- DVD cover for Magical Project S

プリティサミー (Puriti Samī)
- Genre: Comedy, magical girl
- Directed by: Katsuhito Akiyama
- Written by: Yōsuke Kuroda Hideyuki Kurata
- Music by: Yoshikazu Suo
- Studio: AIC
- Licensed by: US: Pioneer Entertainment (expired);
- Original network: TV Tokyo
- Original run: 4 October 1996 – 28 March 1997
- Episodes: 26 (List of episodes)
- Magical Girl Pretty Sammy; Sasami: Magical Girls Club;

= Magical Project S =

1996 Japanese anime series

Magical Project S, known in Japan as Pretty Sammy (プリティサミー, Puriti Samī), is a 26-episode anime television series animated by AIC and produced by Pioneer LDC, airing in Japan from October 1996 to March 1997. It is based on the Pretty Sammy character and the OVA series. The series was released in the United States on VHS in 1999 and on DVD in 2002, only in a subtitled format. All instances of the word "sexy" were changed into "lovely" in some episodes.

==Characters==
===Main===
- Sasami Kawai (河合 砂沙美, Kawai Sasami) / Pretty Sammy (プリティサミー, Puriti Samī)

 Based on Sasami Masaki Jurai, Sasami is an ordinary schoolgirl who is given the power to transform into a magical girl, Pretty Sammy. She was also given Ryo-Ohki as her advisor. She uses a magical girl baton.
- Misao Amano (天野 美紗緒, Amano Misao) / Pixy Misa (ピクシィミサ, Pikushyi Misa)

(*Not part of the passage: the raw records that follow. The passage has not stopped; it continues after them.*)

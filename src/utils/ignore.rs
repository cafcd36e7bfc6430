//! Glob matching for the generator's ignore list.
//!
//! Patterns are gitignore-flavoured globs relative to the input directory:
//! `*` stays within one path segment, `**` crosses segments, a leading `!`
//! re-includes, and patterns without a slash match the basename.

use gix::{bstr::ByteSlice, glob::wildmatch};

/// A compiled ignore pattern.
#[derive(Debug, Clone)]
struct Pattern {
    text: String,
    negative: bool,
    basename_only: bool,
}

/// Matches input-relative paths against an ordered pattern list.
///
/// Last matching pattern wins, as in `.gitignore`.
#[derive(Debug, Clone, Default)]
pub struct IgnoreMatcher {
    patterns: Vec<Pattern>,
}

impl IgnoreMatcher {
    pub fn new<S: AsRef<str>>(patterns: &[S]) -> Self {
        let patterns = patterns
            .iter()
            .map(AsRef::as_ref)
            .map(str::trim)
            .filter(|p| !p.is_empty() && !p.starts_with('#'))
            .map(|p| {
                let (negative, p) = p.strip_prefix('!').map_or((false, p), |rest| (true, rest));
                let rooted = p.starts_with('/');
                let text = p.trim_start_matches('/').trim_end_matches('/').to_string();
                Pattern {
                    basename_only: !rooted && !text.contains('/'),
                    text,
                    negative,
                }
            })
            .collect();
        Self { patterns }
    }

    /// Check whether `path` (relative, `/`-separated) is ignored.
    ///
    /// A directory pattern such as `drafts` also ignores everything below it.
    pub fn matches(&self, path: &str) -> bool {
        let path = path.trim_start_matches("./").trim_start_matches('/');
        let mut ignored = false;

        for pattern in &self.patterns {
            let hit = if pattern.basename_only {
                path.split('/').any(|segment| glob(&pattern.text, segment))
            } else {
                glob(&pattern.text, path) || ancestors(path).any(|dir| glob(&pattern.text, dir))
            };
            if hit {
                ignored = !pattern.negative;
            }
        }
        ignored
    }
}

fn glob(pattern: &str, path: &str) -> bool {
    wildmatch(
        pattern.as_bytes().as_bstr(),
        path.as_bytes().as_bstr(),
        wildmatch::Mode::NO_MATCH_SLASH_LITERAL,
    )
}

/// `a/b/c` → `a`, `a/b`
fn ancestors(path: &str) -> impl Iterator<Item = &str> {
    path.match_indices('/').map(move |(i, _)| &path[..i])
}

#[cfg(test)]
mod tests {
    use super::*;

    #[test]
    fn test_double_star_extension() {
        let m = IgnoreMatcher::new(&["_includes/**/*.jsx"]);
        assert!(m.matches("_includes/Counter.jsx"));
        assert!(m.matches("_includes/components/deep/Counter.jsx"));
        assert!(!m.matches("index.jsx"));
        assert!(!m.matches("_includes/layout.html"));
    }

    #[test]
    fn test_basename_pattern() {
        let m = IgnoreMatcher::new(&["*.log"]);
        assert!(m.matches("debug.log"));
        assert!(m.matches("logs/nested/debug.log"));
        assert!(!m.matches("debug.txt"));
    }

    #[test]
    fn test_directory_pattern_covers_children() {
        let m = IgnoreMatcher::new(&["node_modules", "/_site/"]);
        assert!(m.matches("node_modules/react/index.js"));
        assert!(m.matches("_site/index.html"));
        assert!(!m.matches("pages/_site.md"));
    }

    #[test]
    fn test_negation_last_match_wins() {
        let m = IgnoreMatcher::new(&["drafts/**", "!drafts/keep.md"]);
        assert!(m.matches("drafts/wip.md"));
        assert!(!m.matches("drafts/keep.md"));
    }

    #[test]
    fn test_single_star_stays_in_segment() {
        let m = IgnoreMatcher::new(&["posts/*.md"]);
        assert!(m.matches("posts/a.md"));
        assert!(!m.matches("posts/2024/a.md"));
    }

    #[test]
    fn test_comments_and_blanks_skipped() {
        let m = IgnoreMatcher::new(&["# comment", "  ", ""]);
        assert!(m.patterns.is_empty());
        assert!(!m.matches("anything"));
    }
}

 Misao Amano is Sasami's best friend. A kind, soft-spoken, and rather shy girl with dark purple hair, she tends to take a passive role, quietly following and watching the more energetic Sasami. She is transformed into Pixy Misa, a boisterous magical girl villain with blonde hair who wields a paper fan and summons Love-Love Monsters (ラブラブモンスター, Raburabu Monsutā) (monsters of the week) to foil Pretty Sammy's day. She speaks in "weird English"
- Ryo-Ohki (魎皇鬼, Ryō-ōki)

 Ryo-Ohki, the cabbit, serves as Sasami's advisor. In contrast to the counterpart at Tenchi Muyo!, Ryo-Ohki is male, can speak, and can also transform into a boy.
- Tsunami (津名魅)

 Based on her Tenchi Muyo! counterpart, Tsunami is a candidate to be the queen of Juraihelm. After she was chosen, she chose Sasami to act as her representative on Earth. In contrast to her Tenchi Muyo! character, she is not connected or related to Sasami, and she is far more carefree, relaxed, and air-headed.
- Ramia (裸魅亜)

 Passed over by the council of Juraihelm to be the candidate for Queen, Ramia attempts to undermine Tsunami's bid by having her brother Rumiya transform someone on Earth to be a magical girl villain. She has long red hair.
- Rumiya (留魅耶)

 Ramia's little brother. He can transform into a bird that uses hypnosis to transform Misao into magical girl Pixy Misa.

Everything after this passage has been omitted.